Но у меня были иные интересы. По крайней мере, таково было мое убеждение. С тех пор я часто думал, какой была бы у меня другая жизнь, если бы я последовал совету Ламперти и воспользовался его уроками, но в то время я даже не задумывался об этом.

Я собрал все сведения о музыке и музыкантах. Я читал Леопарди утром, днем и вечером, потому что его глубокий пессимизм сильно привлекал меня даже в расцвете юности. Он говорит своему сердцу:

Умолкни навеки. Довольно

Ты билось. Порывы твои

Напрасны. Земля недостойна

И вздоха. Вся жизнь —

Лишь горечь и скука. Трясина — весь мир.

Отныне наступит покой. Пусть тебя наполняют

Мученья последние. Нашему роду

Судьба умереть лишь дает[100].

Там, во Флоренции, я впервые усвоил урок, который впоследствии преподал Уистлер[101] всем, у кого были уши, чтобы слышать, что не существует такого понятия, как «художественный период» или «художественный народ», что великие художники — это спорадические продукты, как и все другие великие люди, что на самом деле гений столь же редок, как и талант. Но тогда я понятия не имел, что мир всегда страдает от недостатка гениев, чтобы управлять им, и что почтение к гению и любовь к гению всегда являются преддверием к обладанию им. Но один забавный опыт того времени во Флоренции весьма любопытен.

Я много читал по-итальянски, когда однажды друг спросил меня, читал ли я Ариосто[102]. Как ни странно, я обошел его стороной, хотя много читал Торквато Тассо[103] и некоторых современных авторов и был разочарован. Но Ариосто! Что примечательное создал он?

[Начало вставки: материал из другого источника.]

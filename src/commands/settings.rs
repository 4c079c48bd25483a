//! 设置管理命令

use backdrop_core::models::BackdropSettings;
use backdrop_core::utils::CommandError;

use crate::AppState;

/// 获取插件设置
pub async fn get_settings(state: &AppState) -> Result<BackdropSettings, CommandError> {
    Ok(state.engine.settings().await)
}

/// 保存插件设置
pub async fn save_settings(state: &AppState) -> Result<(), CommandError> {
    state.engine.save().await.map_err(CommandError::from)
}

/// 预览指定槽位；`None` 退出预览
pub async fn set_preview(state: &AppState, slot: Option<usize>) -> Result<(), CommandError> {
    state
        .engine
        .set_preview(slot)
        .await
        .map_err(CommandError::from)
}

/// 启用或停用全局样式
pub async fn set_global_enabled(state: &AppState, enabled: bool) -> Result<(), CommandError> {
    state
        .engine
        .set_global_enabled(enabled)
        .await
        .map_err(CommandError::from)
}

/// 高级模式：不透明度 100%，层级 0
pub async fn set_advanced_mode(state: &AppState, enabled: bool) -> Result<(), CommandError> {
    state
        .engine
        .set_advanced_mode(enabled)
        .await
        .map_err(CommandError::from)
}

/// 上传大小限制开关
pub async fn set_size_limited(state: &AppState, enabled: bool) -> Result<(), CommandError> {
    state
        .engine
        .set_size_limited(enabled)
        .await
        .map_err(CommandError::from)
}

Мой друг прочел его первый сонет о красоте и богатстве любви и одолжил мне книгу, в которой содержалась также эта живая и остроумная история.

Кажется, был художник (имя его Ариосто забыл — non mi ricordo il nome), который всегда рисовал дьявола в виде красивого молодого человека с прекрасными глазами и густыми темными волосами. Ноги у него были стройные, на голове не было рогов; во всем он был так же привлекателен, даже красив, как ангел Божий.

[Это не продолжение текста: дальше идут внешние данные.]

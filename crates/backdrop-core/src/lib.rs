//! Backdrop Core Library
//!
//! This crate provides the core logic of Backdrop, a live-wallpaper plugin
//! that shows an image, GIF or video behind the host application's UI. It is
//! frontend-agnostic: the host hands it a vault, an event sink, a document
//! registry, a file picker and a path provider.
//!
//! # Architecture
//!
//! The crate is organized into the following modules:
//!
//! - `models`: Data structures (WallpaperConfig, GlobalConfig, settings blob)
//! - `scheduler`: Time-of-day, weekday and rotation slot selection
//! - `services`: Config store, file lifecycle, media applier, watcher, engine
//! - `host`: Window document, file picker and in-memory implementations
//! - `vault`: File access relative to the host config directory
//! - `events`: Event emission abstraction (EventSink trait)
//! - `paths`: Path provider abstraction (PathProvider trait)
//! - `utils`: Error handling and utilities
//!
//! # Example
//!
//! ```no_run
//! use backdrop_core::{BackdropCore, LocalPathProvider, NoOpEventSink, services::Backdrop};
//! use std::sync::Arc;
//!
//! # async fn run() -> backdrop_core::AppResult<()> {
//! let core = BackdropCore::new(
//!     Arc::new(LocalPathProvider::new("backdrop")),
//!     Arc::new(NoOpEventSink),
//! );
//! let engine = Backdrop::load(core)?;
//! engine.sync_watcher().await;
//! # Ok(())
//! # }
//! ```

pub mod events;
pub mod host;
pub mod models;
pub mod paths;
pub mod scheduler;
pub mod services;
pub mod utils;
pub mod vault;

// Re-export commonly used types
pub use events::{EventSink, EventSinkExt, NoOpEventSink, SharedEventSink};
pub use host::{
    DocumentId, DocumentRegistry, FilePicker, MemoryDocument, PickedFile, QueuedFilePicker,
    SharedDocument, SharedFilePicker, WallpaperDocument,
};
pub use models::{BackdropSettings, GlobalConfig, HistoryEntry, ScheduleOptions, WallpaperConfig, WallpaperKind};
pub use paths::{LocalPathProvider, PathProvider, SharedPathProvider, WallpaperLayout};
pub use scheduler::{Clock, ManualClock, ScheduleMode, SharedClock, SystemClock};
pub use services::{Backdrop, SettingsManager, WallpaperConfigStore};
pub use utils::{AppError, AppResult, CommandError};
pub use vault::{LocalVault, SharedVault, Vault};

use std::sync::Arc;

/// Backdrop core application context.
///
/// Holds the host collaborators shared by every service.
#[derive(Clone)]
pub struct BackdropCore {
    /// Path provider for resolving plugin paths
    pub path_provider: SharedPathProvider,
    /// File access relative to the host config directory
    pub vault: SharedVault,
    /// Event sink for emitting events to the settings UI
    pub event_sink: SharedEventSink,
    /// Open windows
    pub documents: Arc<DocumentRegistry>,
    pub picker: SharedFilePicker,
    pub clock: SharedClock,
}

impl BackdropCore {
    /// Create a context with a local vault rooted at the config directory,
    /// the system clock and a picker that never returns a file.
    pub fn new(path_provider: SharedPathProvider, event_sink: SharedEventSink) -> Self {
        let vault: SharedVault = Arc::new(LocalVault::new(path_provider.config_dir()));
        Self {
            path_provider,
            vault,
            event_sink,
            documents: Arc::new(DocumentRegistry::new()),
            picker: Arc::new(QueuedFilePicker::new()),
            clock: Arc::new(SystemClock),
        }
    }

    pub fn with_vault(mut self, vault: SharedVault) -> Self {
        self.vault = vault;
        self
    }

    pub fn with_picker(mut self, picker: SharedFilePicker) -> Self {
        self.picker = picker;
        self
    }

    pub fn with_clock(mut self, clock: SharedClock) -> Self {
        self.clock = clock;
        self
    }

    /// Get the path provider reference.
    pub fn paths(&self) -> &SharedPathProvider {
        &self.path_provider
    }

    /// Get the vault reference.
    pub fn vault(&self) -> &SharedVault {
        &self.vault
    }

    /// Get the event sink reference.
    pub fn events(&self) -> &SharedEventSink {
        &self.event_sink
    }

    /// Get the document registry reference.
    pub fn documents(&self) -> &Arc<DocumentRegistry> {
        &self.documents
    }

    pub fn picker(&self) -> &SharedFilePicker {
        &self.picker
    }

    pub fn clock(&self) -> &SharedClock {
        &self.clock
    }
}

Не желая быть превзойденным в вежливости, однажды перед рассветом дьявол пришел к спящему художнику и разрешил ему просить всё, что тот ни пожелает — будет исполнено. У бедного художника была жена-красавица, а потому он постоянно ревновал ее, жил в крайних сомнениях и постоянном страхе. Поэтому он стал умолять дьявола показать, как художнику защититься от любой неверности со стороны жены. Дьявол тут же надел ему на палец кольцо, заверив что, пока кольцо пребывает на пальце, художник может не тревожиться, поскольку не будет причин даже для тени подозрений. Обрадованный художник проснулся и вознамерился немедленно совокупиться со своей женой, но обнаружил, что… (буквально: dito ha nella fica all moglier[104]).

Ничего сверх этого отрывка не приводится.